Nonostante la collana “Totò Collection” curata da Medusa / DNA (fine anni 2000) abbia riscoperto e restaurato alcuni film di Totò come "Totò, Peppino e la malafemmina", "La banda degli onesti", ecc., "Il comandante" non è mai stato incluso in quella linea editoriale.

Una mancanza significativa, considerando l’importanza artistica del film.
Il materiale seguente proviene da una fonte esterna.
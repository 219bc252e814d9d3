//! Content model for the portfolio page.
//!
//! Each of the four JSON resources served under `/static/json/` decodes into
//! one of the types here. [`ContentStore`] aggregates them once loading has
//! finished.

use serde::{Deserialize, Serialize};
use std::fmt;

/// The four resources the page loads.
#[derive(Debug, Clone, Copy, PartialEq, Eq, Hash, PartialOrd, Ord)]
pub enum ResourceKind {
    Resume,
    Portfolio,
    Contacts,
    About,
}

impl ResourceKind {
    /// All resources, in the order they are requested.
    pub const ALL: [ResourceKind; 4] = [
        ResourceKind::Resume,
        ResourceKind::Portfolio,
        ResourceKind::Contacts,
        ResourceKind::About,
    ];

    /// Resource name on the server (`{name}.json`).
    pub fn name(self) -> &'static str {
        match self {
            ResourceKind::Resume => "resume",
            ResourceKind::Portfolio => "portfolio",
            ResourceKind::Contacts => "contacts",
            ResourceKind::About => "about",
        }
    }
}

impl fmt::Display for ResourceKind {
    fn fmt(&self, f: &mut fmt::Formatter<'_>) -> fmt::Result {
        write!(f, "{}.json", self.name())
    }
}

/// A single resume entry.
#[derive(Debug, Clone, PartialEq, Eq, Serialize, Deserialize)]
pub struct Job {
    pub position: String,
    pub company: String,
    pub duration: String,
    pub responsibilities: String,
}

/// A gif thumbnail and the page it links to.
#[derive(Debug, Clone, PartialEq, Eq, Serialize, Deserialize)]
pub struct Gif {
    pub file: String,
    pub link: String,
}

/// View count as published. Display-only, so any JSON scalar is accepted.
#[derive(Debug, Clone, Default, PartialEq, Eq, Serialize, Deserialize)]
#[serde(untagged)]
pub enum ViewCount {
    Number(serde_json::Number),
    Label(String),
    Flag(bool),
    #[default]
    Missing,
}

impl fmt::Display for ViewCount {
    fn fmt(&self, f: &mut fmt::Formatter<'_>) -> fmt::Result {
        match self {
            ViewCount::Number(n) => write!(f, "{n}"),
            ViewCount::Label(label) => f.write_str(label),
            ViewCount::Flag(flag) => write!(f, "{flag}"),
            ViewCount::Missing => Ok(()),
        }
    }
}

/// A client video credited in the portfolio.
#[derive(Debug, Clone, PartialEq, Eq, Serialize, Deserialize)]
#[serde(rename_all = "camelCase")]
pub struct PortfolioEntry {
    pub video_name: String,
    pub video_link: String,
    pub client_name: String,
    pub client_link: String,
    #[serde(default)]
    pub view_count: ViewCount,
    #[serde(default)]
    pub gifs: Vec<Gif>,
}

/// Portfolio sections, in display order.
#[derive(Debug, Clone, Copy, PartialEq, Eq, Hash)]
pub enum PortfolioSection {
    ThreeDAnimation,
    VideoEditing,
}

impl PortfolioSection {
    pub const ALL: [PortfolioSection; 2] =
        [PortfolioSection::ThreeDAnimation, PortfolioSection::VideoEditing];

    /// Key used in `portfolio.json`.
    pub fn key(self) -> &'static str {
        match self {
            PortfolioSection::ThreeDAnimation => "3dAnimation",
            PortfolioSection::VideoEditing => "videoEditing",
        }
    }

    /// Heading shown above the section.
    pub fn title(self) -> &'static str {
        match self {
            PortfolioSection::ThreeDAnimation => "3D Animation",
            PortfolioSection::VideoEditing => "Video Editing",
        }
    }
}

/// Portfolio entries grouped by section.
#[derive(Debug, Clone, Default, PartialEq, Eq, Serialize, Deserialize)]
pub struct Portfolio {
    #[serde(rename = "3dAnimation", default)]
    pub three_d_animation: Vec<PortfolioEntry>,
    #[serde(rename = "videoEditing", default)]
    pub video_editing: Vec<PortfolioEntry>,
}

impl Portfolio {
    /// Entries of one section, in stored order.
    pub fn section(&self, section: PortfolioSection) -> &[PortfolioEntry] {
        match section {
            PortfolioSection::ThreeDAnimation => &self.three_d_animation,
            PortfolioSection::VideoEditing => &self.video_editing,
        }
    }
}

#[derive(Debug, Clone, PartialEq, Eq, Serialize, Deserialize)]
pub struct Contacts {
    pub email: String,
    pub phone: String,
}

/// Text for the About side box.
#[derive(Debug, Clone, PartialEq, Eq, Serialize, Deserialize)]
pub struct About {
    pub title: String,
    #[serde(default)]
    pub content: Vec<String>,
}

/// Everything the views render from.
///
/// A store is either the empty pre-load store from [`ContentStore::new`] or a
/// complete post-load store built by the content loader. Fields of resources
/// that failed to load stay `None`.
#[derive(Debug, Clone, Default, PartialEq, Eq)]
pub struct ContentStore {
    pub jobs: Option<Vec<Job>>,
    pub portfolio: Option<Portfolio>,
    pub contacts: Option<Contacts>,
    pub about: Option<About>,
    loaded: bool,
    failed: Vec<ResourceKind>,
}

impl ContentStore {
    /// Create the empty pre-load store.
    pub fn new() -> Self {
        Self::default()
    }

    /// Whether loading has settled for every resource.
    pub fn is_loaded(&self) -> bool {
        self.loaded
    }

    /// Resources whose fetch failed during loading.
    pub fn failed(&self) -> &[ResourceKind] {
        &self.failed
    }

    /// Whether a resource is present in the store.
    pub fn has(&self, kind: ResourceKind) -> bool {
        match kind {
            ResourceKind::Resume => self.jobs.is_some(),
            ResourceKind::Portfolio => self.portfolio.is_some(),
            ResourceKind::Contacts => self.contacts.is_some(),
            ResourceKind::About => self.about.is_some(),
        }
    }

    /// Seal a store built by the loader.
    pub(crate) fn settle(mut self, failed: Vec<ResourceKind>) -> Self {
        self.loaded = true;
        self.failed = failed;
        self
    }
}

#[cfg(test)]
mod tests {
    use super::*;

    #[test]
    fn test_resource_names() {
        let names: Vec<_> = ResourceKind::ALL.iter().map(|k| k.name()).collect();
        assert_eq!(names, ["resume", "portfolio", "contacts", "about"]);
        assert_eq!(ResourceKind::Contacts.to_string(), "contacts.json");
    }

    #[test]
    fn test_portfolio_decodes_section_keys() {
        let json = r#"{
            "3dAnimation": [{
                "videoName": "Intro",
                "videoLink": "https://v/1",
                "clientName": "Studio",
                "clientLink": "https://c/1",
                "viewCount": "1.2M views",
                "gifs": [{"file": "a.gif", "link": "https://v/1?t=3"}]
            }],
            "videoEditing": []
        }"#;
        let portfolio: Portfolio = serde_json::from_str(json).unwrap();

        let animation = portfolio.section(PortfolioSection::ThreeDAnimation);
        assert_eq!(animation.len(), 1);
        assert_eq!(animation[0].view_count.to_string(), "1.2M views");
        assert_eq!(animation[0].gifs[0].file, "a.gif");
        assert!(portfolio.section(PortfolioSection::VideoEditing).is_empty());
    }

    #[test]
    fn test_view_count_accepts_numbers() {
        let count: ViewCount = serde_json::from_str("48210").unwrap();
        assert_eq!(count, ViewCount::Number(48210.into()));
        assert_eq!(count.to_string(), "48210");

        for (json, shown) in [("1500.0", "1500.0"), ("-3", "-3"), ("2.5e3", "2500.0")] {
            let count: ViewCount = serde_json::from_str(json).unwrap();
            assert_eq!(count.to_string(), shown, "{json}");
        }
    }

    #[test]
    fn test_entry_with_odd_view_count_still_decodes() {
        let json = r#"{
            "3dAnimation": [
                {"videoName": "A", "videoLink": "l", "clientName": "c", "clientLink": "cl", "viewCount": 1500.0},
                {"videoName": "B", "videoLink": "l", "clientName": "c", "clientLink": "cl", "viewCount": null},
                {"videoName": "C", "videoLink": "l", "clientName": "c", "clientLink": "cl"}
            ],
            "videoEditing": [
                {"videoName": "D", "videoLink": "l", "clientName": "c", "clientLink": "cl", "viewCount": true}
            ]
        }"#;
        let portfolio: Portfolio = serde_json::from_str(json).unwrap();

        let animation = portfolio.section(PortfolioSection::ThreeDAnimation);
        assert_eq!(animation.len(), 3);
        assert_eq!(animation[0].view_count.to_string(), "1500.0");
        assert_eq!(animation[1].view_count, ViewCount::Missing);
        assert_eq!(animation[2].view_count.to_string(), "");
        let editing = portfolio.section(PortfolioSection::VideoEditing);
        assert_eq!(editing[0].view_count, ViewCount::Flag(true));
    }

    #[test]
    fn test_empty_store() {
        let store = ContentStore::new();
        assert!(!store.is_loaded());
        assert!(ResourceKind::ALL.iter().all(|k| !store.has(*k)));
    }

    #[test]
    fn test_settle_marks_loaded() {
        let store = ContentStore::new().settle(vec![ResourceKind::Contacts]);
        assert!(store.is_loaded());
        assert_eq!(store.failed(), &[ResourceKind::Contacts]);
    }
}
Ma è probabile che i diritti, lo scarso successo e la qualità dei materiali disponibili abbiano ostacolato il restauro.

📀 Uscite estere e rarità collezionistiche
🌍 Uscite internazionali

Ad oggi non risultano edizioni estere ufficiali del film in lingua straniera (né con sottotitoli inglesi, né doppiaggi).

Nessuna distribuzione nei mercati:

  • USA (no Criterion, Kino, ecc.),
  • Francia (Gaumont, Carlotta, ecc.),
  • Germania,
  • Giappone (Toho, Shochiku).

Alcuni collezionisti riportano copie non ufficiali (bootleg) di origine francese e spagnola, ma si tratta di edizioni pirata vendute online con audio italiano e sottotitoli automatici, non autorizzate né restaurate.
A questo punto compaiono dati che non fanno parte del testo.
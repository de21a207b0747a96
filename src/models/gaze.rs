//! Gaze-biased activation model: the binary-choice form with an extra gaze
//! input active only inside a configured time window. While the window is
//! open, each target's gaze input falls off linearly with the distance
//! between the (jittered) gaze location and the target, clamped at zero:
//!
//!   g_k = max(0, g * (1 - dist_k / a))
//!
//! The jitter is drawn one sample per active step from its own distribution,
//! continuing the same rng stream that filled the noise bank; outside the
//! window nothing is drawn and both gaze inputs are zero.

use anyhow::{anyhow, Result};
use rand::prelude::*;
use rand::rngs::StdRng;
use rand_distr::Normal;

use crate::noise::GazeNoise;
use crate::params::GazeParams;
use crate::rk4::{integrate, ResultSeries};

/// Linear fall-off of the gaze input with distance from one target. The
/// jitter offset shifts the gaze along the axis toward the target, so its
/// sign flips with the side the gaze sits on.
fn gaze_input(g: f64, a: f64, tg: f64, target: f64, offset: f64) -> f64 {
    let raw = if tg >= target {
        g * (-(tg - target + offset) / a + 1.0)
    } else {
        g * (-(target - tg - offset) / a + 1.0)
    };
    if raw < 0.0 {
        0.0
    } else {
        raw
    }
}

pub fn run(params: &GazeParams) -> Result<ResultSeries> {
    params.validate()?;
    let n = params.grid_len();
    let mut rng = StdRng::seed_from_u64(params.seed);
    let noise = GazeNoise::generate(&mut rng, params.n_std_dev, n)?;
    let jitter = Normal::new(0.0, params.g_std_dev)
        .map_err(|e| anyhow!("invalid gaze jitter distribution (std dev {}): {}", params.g_std_dev, e))?;

    // A window that ends before it starts never opens.
    let window_open = params.gaze_start < params.gaze_end;
    let gs = (params.gaze_start / params.h).floor() as i64;
    let ge = (params.gaze_end / params.h).floor() as i64;

    let p = params.clone();
    Ok(integrate(n, p.h, p.y1_0, p.y2_0, move |i, _, _| {
        let (g1, g2) = if window_open && (i as i64) >= gs && (i as i64) <= ge {
            // One jitter sample per active step, shared by both targets and
            // all four stage evaluations.
            let offset = rng.sample(jitter);
            (
                gaze_input(p.g, p.a, p.tg, p.t1, offset),
                gaze_input(p.g, p.a, p.tg, p.t2, offset),
            )
        } else {
            (0.0, 0.0)
        };

        let in1 = p.i1 + noise.i1[i];
        let in2 = p.i2 + noise.i2[i];
        let gn1 = g1 + noise.g1[i];
        let gn2 = g2 + noise.g2[i];
        let (l1, l2, w1, w2) = (p.l1, p.l2, p.w1, p.w2);
        move |y1: f64, y2: f64| {
            (
                in1 + gn1 - l1 * y1 - w2 * y2,
                in2 + gn2 - l2 * y2 - w1 * y1,
            )
        }
    }))
}

#[cfg(test)]
mod tests {
    use super::*;

    #[test]
    fn defaults_give_150_samples_with_exact_initial_conditions() {
        let params = GazeParams::default();
        let s = run(&params).unwrap();
        assert_eq!(s.len(), 150);
        assert_eq!(s.y1[0], params.y1_0);
        assert_eq!(s.y2[0], params.y2_0);
    }

    #[test]
    fn same_seed_reproduces_the_series() {
        let mut params = GazeParams::default();
        params.g = 1.0;
        params.gaze_start = 5.0;
        params.gaze_end = 15.0;
        let a = run(&params).unwrap();
        let b = run(&params).unwrap();
        assert_eq!(a.y1, b.y1);
        assert_eq!(a.y2, b.y2);
    }

    #[test]
    fn inverted_window_contributes_nothing() {
        // gaze_start >= gaze_end means no activation window: no gaze input
        // and no jitter draws, so the run must match one with g = 0.
        let mut inverted = GazeParams::default();
        inverted.g = 1.0;
        inverted.gaze_start = 10.0;
        inverted.gaze_end = 5.0;

        let mut unbiased = inverted.clone();
        unbiased.g = 0.0;
        unbiased.gaze_start = 0.0;
        unbiased.gaze_end = 0.0;

        let a = run(&inverted).unwrap();
        let b = run(&unbiased).unwrap();
        assert_eq!(a.y1, b.y1);
        assert_eq!(a.y2, b.y2);
    }

    #[test]
    fn gaze_on_target_yields_full_input() {
        // Gaze resting exactly on the target with no jitter gives g itself;
        // a target further than the fall-off distance gives zero.
        assert_eq!(gaze_input(2.0, 5.0, 45.0, 45.0, 0.0), 2.0);
        assert_eq!(gaze_input(2.0, 5.0, 45.0, 135.0, 0.0), 0.0);
        // Halfway across the fall-off distance gives half the input.
        let half = gaze_input(2.0, 5.0, 45.0, 47.5, 0.0);
        assert!((half - 1.0).abs() < 1e-12);
    }

    #[test]
    fn gaze_bias_favors_the_nearer_target() {
        let mut params = GazeParams::default();
        params.g = 1.0;
        params.gaze_start = 5.0;
        params.gaze_end = 25.0;
        params.n_std_dev = 0.0;
        params.g_std_dev = 0.0;
        // tg defaults to t1, so target 1 receives the full gaze input while
        // target 2 (90 degrees away, beyond the fall-off) receives none.
        let s = run(&params).unwrap();
        let last = s.len() - 1;
        assert!(s.y1[last] > s.y2[last]);
    }
}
📀 Streaming e piattaforme digitali

Attualmente NON disponibile sulle principali piattaforme legali (2025):
  • Netflix: ❌
  • Prime Video: ❌
  • Apple TV: ❌
  • RaiPlay: ❌
  • Infinity/Mediaset: ❌
  • Mubi: ❌
  • YouTube Movies: ❌

Circolano online copie integrali su siti non ufficiali (YouTube e simili), ma in qualità bassissima, non autorizzate e soggette a rimozione.

📀 Blu-Ray? Restaurato? Neanche per sogno.
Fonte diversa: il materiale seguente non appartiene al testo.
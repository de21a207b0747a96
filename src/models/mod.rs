//! The five decision-making models.
//!
//! Each submodule exposes `run(&Params) -> Result<ResultSeries>`: validate
//! the parameters, seed an rng, fill the noise bank, integrate. The models
//! are pure — no state survives a run, and concurrent runs share nothing.

use serde::{Deserialize, Serialize};

pub mod binary_choice;
pub mod gaze;
pub mod nest_direct;
pub mod nest_indirect;
pub mod nest_transfer;

/// Identifies a model variant, e.g. for run dispatch from configuration.
#[derive(Debug, Clone, Copy, PartialEq, Eq, Serialize, Deserialize)]
#[serde(rename_all = "kebab-case")]
pub enum ModelKind {
    BinaryChoice,
    NestTransfer,
    NestIndirect,
    NestDirect,
    Gaze,
}

impl ModelKind {
    pub const ALL: [ModelKind; 5] = [
        ModelKind::BinaryChoice,
        ModelKind::NestTransfer,
        ModelKind::NestIndirect,
        ModelKind::NestDirect,
        ModelKind::Gaze,
    ];

    pub fn name(&self) -> &'static str {
        match self {
            ModelKind::BinaryChoice => "binary-choice",
            ModelKind::NestTransfer => "nest-transfer",
            ModelKind::NestIndirect => "nest-indirect",
            ModelKind::NestDirect => "nest-direct",
            ModelKind::Gaze => "gaze",
        }
    }

    /// Whether the variant tracks a shared source population.
    pub fn has_population(&self) -> bool {
        matches!(
            self,
            ModelKind::NestTransfer | ModelKind::NestIndirect | ModelKind::NestDirect
        )
    }
}

/// The population not yet committed to either nest, clamped at zero.
///
/// This is the single definition of S used both inside the nest-choice
/// integrators and by exporters plotting the uncommitted pool; keeping one
/// function prevents the two call sites from drifting apart.
pub fn remaining_source_population(total: f64, y1: f64, y2: f64) -> f64 {
    let s = total - y1 - y2;
    if s <= 0.0 {
        0.0
    } else {
        s
    }
}

#[cfg(test)]
mod tests {
    use super::*;

    #[test]
    fn source_population_clamps_at_zero() {
        assert_eq!(remaining_source_population(100.0, 30.0, 20.0), 50.0);
        assert_eq!(remaining_source_population(100.0, 60.0, 60.0), 0.0);
        assert_eq!(remaining_source_population(100.0, 50.0, 50.0), 0.0);
        assert_eq!(remaining_source_population(0.0, 0.0, 0.0), 0.0);
    }

    #[test]
    fn kind_names_round_trip_through_serde() {
        for kind in ModelKind::ALL {
            let json = serde_json::to_string(&kind).unwrap();
            assert_eq!(json, format!("\"{}\"", kind.name()));
            let back: ModelKind = serde_json::from_str(&json).unwrap();
            assert_eq!(back, kind);
        }
    }
}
Purtroppo "Il comandante" non ha mai conosciuto un’edizione in Blu-Ray. Nessun restauro, nessuna scansione in HD, nemmeno tra le operazioni di archiviazione Rai o Istituto Luce.

È uno dei pochi film tardivi e drammatici di Totò che non è mai stato oggetto di valorizzazione filologica o filmonica.
Eppure, un'uscita restaurata accompagnata da saggi critici, interviste, dietro le quinte e commenti storici sarebbe oggi un vero risarcimento culturale per questo film tanto trascurato quanto prezioso.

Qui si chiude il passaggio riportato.